YOUR ASSIGNMENT: Find and copy every line in the records that includes the string "join".

*** Opening of DATASET EXCERPTS ***

// Copyright 2026 the Tilesdf Authors
// SPDX-License-Identifier: Apache-2.0 OR MIT

//! Headless

// The following lints are part of the Linebender standard set,
// but resolving them has been deferred for now.
#![allow(
    clippy::cast_possible_truncation,
    clippy::allow_attributes_without_reason
)]

use std::fs::File;
use std::path::{Path, PathBuf};

use anyhow::{bail, Result};
use clap::Parser;
use tilesdf::kurbo::{Point, Rect, Vec2};
use tilesdf::peniko::color::palette;
use tilesdf::util::{block_on_wgpu, RenderContext};
use tilesdf::wgpu::{
    self, BufferDescriptor, BufferUsages, CommandEncoderDescriptor, Device, Extent3d, Queue,
    TexelCopyBufferInfo, TextureDescriptor, TextureFormat, TextureUsages,
};
use tilesdf::{CommandStream, FillMode, Paint, Renderer, RendererOptions, SdfOperator};

fn main() -> Result<()> {
    #[cfg(not(target_arch = "wasm32"))]
    env_logger::init();
    let args = Args::parse();
    let pixels = if args.use_cpu {
        render_cpu(&args)?
    } else {
        match pollster::block_on(render_gpu(&args)) {
            Ok(pixels) => pixels,
            Err(err) => {
                log::warn!("GPU rendering failed ({err}), falling back to the CPU shaders");
                render_cpu(&args)?
            }
        }
    };
    let out_path = args.out_directory.join("shapes.png");
    std::fs::create_dir_all(&args.out_directory)?;
    let mut file = File::create(&out_path)?;
    let mut png_encoder = png::Encoder::new(&mut file, args.width, args.height);
    png_encoder.set_color(png::ColorType::Rgba);
    png_encoder.set_depth(png::BitDepth::Eight);
    let mut writer = png_encoder.write_header()?;
    writer.write_image_data(&pixels)?;
    writer.finish()?;
    println!("Wrote result ({}x{}) to {out_path:?}", args.width, args.height);
    Ok(())
}

/// Draws the demo scene, laid out in a 1000x700 world fitted to the target.
fn scene(stream: &mut CommandStream, args: &Args) {
    let world = Rect::new(0.0, 0.0, 1000.0, 700.0);
    stream.set_world_box(Some(world));
    // Zoom around the center of the world.
    let center = world.center();
    stream.set_camera(center - center.to_vec2() / args.scale, args.scale);
    if let Some(aa_width) = args.aa_width {
        stream.set_aa_width(aa_width);
    }

    stream.disc(Point::new(120.0, 120.0), 70.0, palette::css::TOMATO);
    stream.oriented_box(
        Point::new(240.0, 60.0),
        Point::new(400.0, 180.0),
        40.0,
        6.0,
        Paint::new(palette::css::GOLD).with_fill(FillMode::Outline),
    );
    stream.ellipse(
        Point::new(460.0, 120.0),
        Point::new(600.0, 120.0),
        60.0,
        palette::css::MEDIUM_SEA_GREEN,
    );
    stream.triangle(
        Point::new(660.0, 190.0),
        Point::new(740.0, 50.0),
        Point::new(820.0, 190.0),
        4.0,
        Paint::new(palette::css::DEEP_SKY_BLUE).with_fill(FillMode::Hollow),
    );
    stream.pie(
        Point::new(110.0, 330.0),
        Vec2::new(0.0, -1.0),
        70.0,
        2.2,
        palette::css::ORCHID,
    );
    stream.arc(
        Point::new(290.0, 340.0),
        Vec2::new(1.0, 0.0),
        60.0,
        2.0,
        12.0,
        palette::css::SALMON,
    );
    stream.uneven_capsule(
        Point::new(420.0, 300.0),
        Point::new(540.0, 380.0),
        40.0,
        15.0,
        palette::css::KHAKI,
    );
    stream.trapezoid(
        Point::new(660.0, 280.0),
        Point::new(660.0, 400.0),
        70.0,
        30.0,
        palette::css::SLATE_BLUE,
    );
    stream.aabox(
        Rect::new(820.0, 270.0, 960.0, 400.0),
        20.0,
        palette::css::TEAL,
    );

    // Two blobs merged into one outlined shape, with a bite taken out.
    stream.begin_combination(25.0);
    stream.disc(Point::new(200.0, 560.0), 60.0, palette::css::CORAL);
    stream.disc(Point::new(320.0, 560.0), 50.0, palette::css::PLUM);
    stream.disc(
        Point::new(260.0, 620.0),
        30.0,
        Paint::new(palette::css::WHITE).with_op(SdfOperator::Subtraction),
    );
    stream.end_combination(true);

    stream.set_clip_rect(Rect::new(440.0, 460.0, 960.0, 680.0));
    stream.text(
        Point::new(460.0, 520.0),
        64.0,
        "TILESDF",
        Paint::new(palette::css::LIGHT_CYAN).with_fill(FillMode::Outline),
    );
    stream.reset_clip();
}

fn render_cpu(args: &Args) -> Result<Vec<u8>> {
    let options = RendererOptions::default();
    let mut stream = CommandStream::new(options.capacities);
    stream.set_viewport(args.width, args.height);
    stream.begin_frame();
    scene(&mut stream, args);
    stream.end_frame();
    let frame = tilesdf::cpu::render_to_pixels(
        &stream,
        &tilesdf::RenderParams::default(),
        options.capacities.nodes,
    )?;
    Ok(frame.pixels)
}

async fn render_gpu(args: &Args) -> Result<Vec<u8>> {
    let mut context = RenderContext::new();
    let device_handle = context.first_device().await?;
    let device = &device_handle.device;
    let queue = &device_handle.queue;
    let mut renderer = Renderer::new(device, RendererOptions::default())?;
    renderer.resize(device, args.width, args.height);
    renderer.begin_frame();
    scene(renderer.stream(), args);
    renderer.end_frame(device, queue);
    renderer.bin_commands();

    let size = Extent3d {
        width: args.width,
        height: args.height,
        depth_or_array_layers: 1,
    };
    let target = device.create_texture(&TextureDescriptor {
        label: Some("Target texture"),
        size,
        mip_level_count: 1,
        sample_count: 1,
        dimension: wgpu::TextureDimension::D2,
        format: TextureFormat::Rgba8Unorm,
        usage: TextureUsages::RENDER_ATTACHMENT | TextureUsages::COPY_SRC,
        view_formats: &[],
    });
    let view = target.create_view(&wgpu::TextureViewDescriptor::default());
    renderer.flush_to_view(device, queue, &view)?;
    let counters = renderer.bin_counters(device, queue)?;
    log::info!(
        "{} occupied tiles, {} tile nodes",
        counters.occupied_tiles,
        counters.node_count
    );
    read_back(device, queue, &target, size)
}

fn read_back(device: &Device, queue: &Queue, target: &wgpu::Texture, size: Extent3d) -> Result<Vec<u8>> {
    let (width, height) = (size.width, size.height);
    let padded_byte_width = (width * 4).next_multiple_of(256);
    let buffer_size = padded_byte_width as u64 * height as u64;
    let buffer = device.create_buffer(&BufferDescriptor {
        label: Some("val"),
        size: buffer_size,
        usage: BufferUsages::MAP_READ | BufferUsages::COPY_DST,
        mapped_at_creation: false,
    });
    let mut encoder = device.create_command_encoder(&CommandEncoderDescriptor {
        label: Some("Copy out buffer"),
    });
    encoder.copy_texture_to_buffer(
        target.as_image_copy(),
        TexelCopyBufferInfo {
            buffer: &buffer,
            layout: wgpu::TexelCopyBufferLayout {
                offset: 0,
                bytes_per_row: Some(padded_byte_width),
                rows_per_image: None,
            },
        },
        size,
    );
    queue.submit([encoder.finish()]);
    let buf_slice = buffer.slice(..);

    let (sender, receiver) = futures_intrusive::channel::shared::oneshot_channel();
    buf_slice.map_async(wgpu::MapMode::Read, move |v| sender.send(v).unwrap());
    if let Some(recv_result) = block_on_wgpu(device, receiver.receive()) {
        recv_result?;
    } else {
        bail!("channel was closed");
    }

    let data = buf_slice.get_mapped_range();
    let mut result_unpadded = Vec::<u8>::with_capacity((width * height * 4).try_into()?);
    for row in 0..height {
        let start = (row * padded_byte_width).try_into()?;
        result_unpadded.extend(&data[start..start + (width * 4) as usize]);
    }
    Ok(result_unpadded)
}

#[derive(Parser, Debug)]
#[command(about, long_about = None, bin_name="cargo run -p headless --")]
struct Args {
    #[arg(long, default_value_t = 1000)]
    width: u32,
    #[arg(long, default_value_t = 700)]
    height: u32,
    /// Extra zoom applied on top of fitting the scene to the width
    #[arg(long, default_value_t = 1.0)]
    scale: f64,
    /// Width of the antialiasing ramp in pixels
    #[arg(long)]
    aa_width: Option<f32>,
    /// Directory to store the result into
    #[arg(long, default_value_os_t = default_directory())]
    out_directory: PathBuf,
    #[arg(long)]
    /// Whether to render with the CPU shaders
    use_cpu: bool,
}

fn default_directory() -> PathBuf {
    Path::new(env!("CARGO_MANIFEST_DIR")).join("outputs")
}
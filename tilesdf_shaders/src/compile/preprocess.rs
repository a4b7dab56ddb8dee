// Copyright 2026 the Tilesdf Authors
// SPDX-License-Identifier: Apache-2.0 OR MIT

use std::collections::{HashMap, HashSet};
use std::fs;
use std::io;
use std::path::Path;

/// Reads every `shared/*.wgsl` file below `shader_dir`, keyed by file stem.
pub fn get_imports(shader_dir: &Path) -> io::Result<HashMap<String, String>> {
    let mut imports = HashMap::new();
    let imports_dir = shader_dir.join("shared");
    for entry in imports_dir.read_dir()? {
        let path = entry?.path();
        if path.extension().is_none_or(|e| e != "wgsl") {
            continue;
        }
        if let Some(name) = path.file_stem().and_then(|s| s.to_str()) {
            imports.insert(name.to_owned(), fs::read_to_string(&path)?);
        }
    }
    Ok(imports)
}

struct StackItem {
    active: bool,
    else_passed: bool,
}

/// Expands `#import`, `#ifdef`, `#ifndef`, `#else` and `#endif`.
///
/// Malformed directives are reported through `log::warn!` and otherwise
/// ignored, so a broken shader surfaces as a parse error later on.
pub fn preprocess(
    input: &str,
    shader_name: &str,
    defines: &HashSet<String>,
    imports: &HashMap<String, String>,
) -> String {
    let mut output = String::with_capacity(input.len());
    let mut stack: Vec<StackItem> = vec![];
    'all_lines: for (line_number, mut line) in input.lines().enumerate() {
        loop {
            if line.is_empty() {
                break;
            }
            let hash_index = line.find('#');
            let comment_index = line.find("//");
            let hash_index = match (hash_index, comment_index) {
                (Some(hash_index), None) => hash_index,
                (Some(hash_index), Some(comment_index)) if hash_index < comment_index => hash_index,
                // No directive outside a comment.
                _ => break,
            };
            let directive_start = &line[hash_index + '#'.len_utf8()..];
            let directive_len = directive_start
                .find(|c: char| !c.is_alphanumeric())
                .unwrap_or(directive_start.len());
            let directive = &directive_start[..directive_len];
            let remainder = directive_start[directive_len..].trim();
            let directive_is_at_start = line.trim_start().starts_with('#');

            match directive {
                item @ ("ifdef" | "ifndef" | "else" | "endif") if !directive_is_at_start => {
                    log::warn!(
                        "#{item} must be the first item on its line, ignoring \
                         (line {line_number} of {shader_name}.wgsl)"
                    );
                    break;
                }
                def_test @ ("ifdef" | "ifndef") => {
                    let exists = defines.contains(remainder);
                    stack.push(StackItem {
                        active: (def_test == "ifdef") == exists,
                        else_passed: false,
                    });
                    continue 'all_lines;
                }
                "else" => {
                    match stack.last_mut() {
                        Some(item) if item.else_passed => log::warn!(
                            "Second #else for the same condition \
                             (line {line_number} of {shader_name}.wgsl)"
                        ),
                        Some(item) => {
                            item.else_passed = true;
                            item.active = !item.active;
                        }
                        None => log::warn!(
                            "#else without condition (line {line_number} of {shader_name}.wgsl)"
                        ),
                    }
                    continue 'all_lines;
                }
                "endif" => {
                    if stack.pop().is_none() {
                        log::warn!("Mismatched #endif (line {line_number} of {shader_name}.wgsl)");
                    }
                    continue 'all_lines;
                }
                "import" => {
                    output.push_str(&line[..hash_index]);
                    let directive_end = &directive_start[directive_len..];
                    let Some(name_start) = directive_end.find(|c: char| !c.is_whitespace()) else {
                        log::warn!(
                            "#import needs an argument (line {line_number} of {shader_name}.wgsl)"
                        );
                        continue 'all_lines;
                    };
                    let name_start = &directive_end[name_start..];
                    let name_end = name_start
                        .find(|c: char| !(c == '_' || c.is_alphanumeric()))
                        .unwrap_or(name_start.len());
                    let import_name = &name_start[..name_end];
                    line = &name_start[name_end..];
                    match imports.get(import_name) {
                        Some(import) => {
                            if stack.iter().all(|item| item.active) {
                                output.push_str(&preprocess(import, shader_name, defines, imports));
                            }
                        }
                        None => log::warn!(
                            "Unknown import `{import_name}` (line {line_number} of {shader_name}.wgsl)"
                        ),
                    }
                    continue;
                }
                val => {
                    log::warn!(
                        "Unknown preprocessor directive `{val}` (line {line_number} of {shader_name}.wgsl)"
                    );
                    break;
                }
            }
        }
        if stack.iter().all(|item| item.active) {
            output.push_str(line);
            output.push('\n');
        }
    }
    output
}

*** Close of DATASET EXCERPTS ***

TASK RESPONSE:
    let out_path = args.out_directory.join("shapes.png");
    Path::new(env!("CARGO_MANIFEST_DIR")).join("outputs")
    let imports_dir = shader_dir.join("shared");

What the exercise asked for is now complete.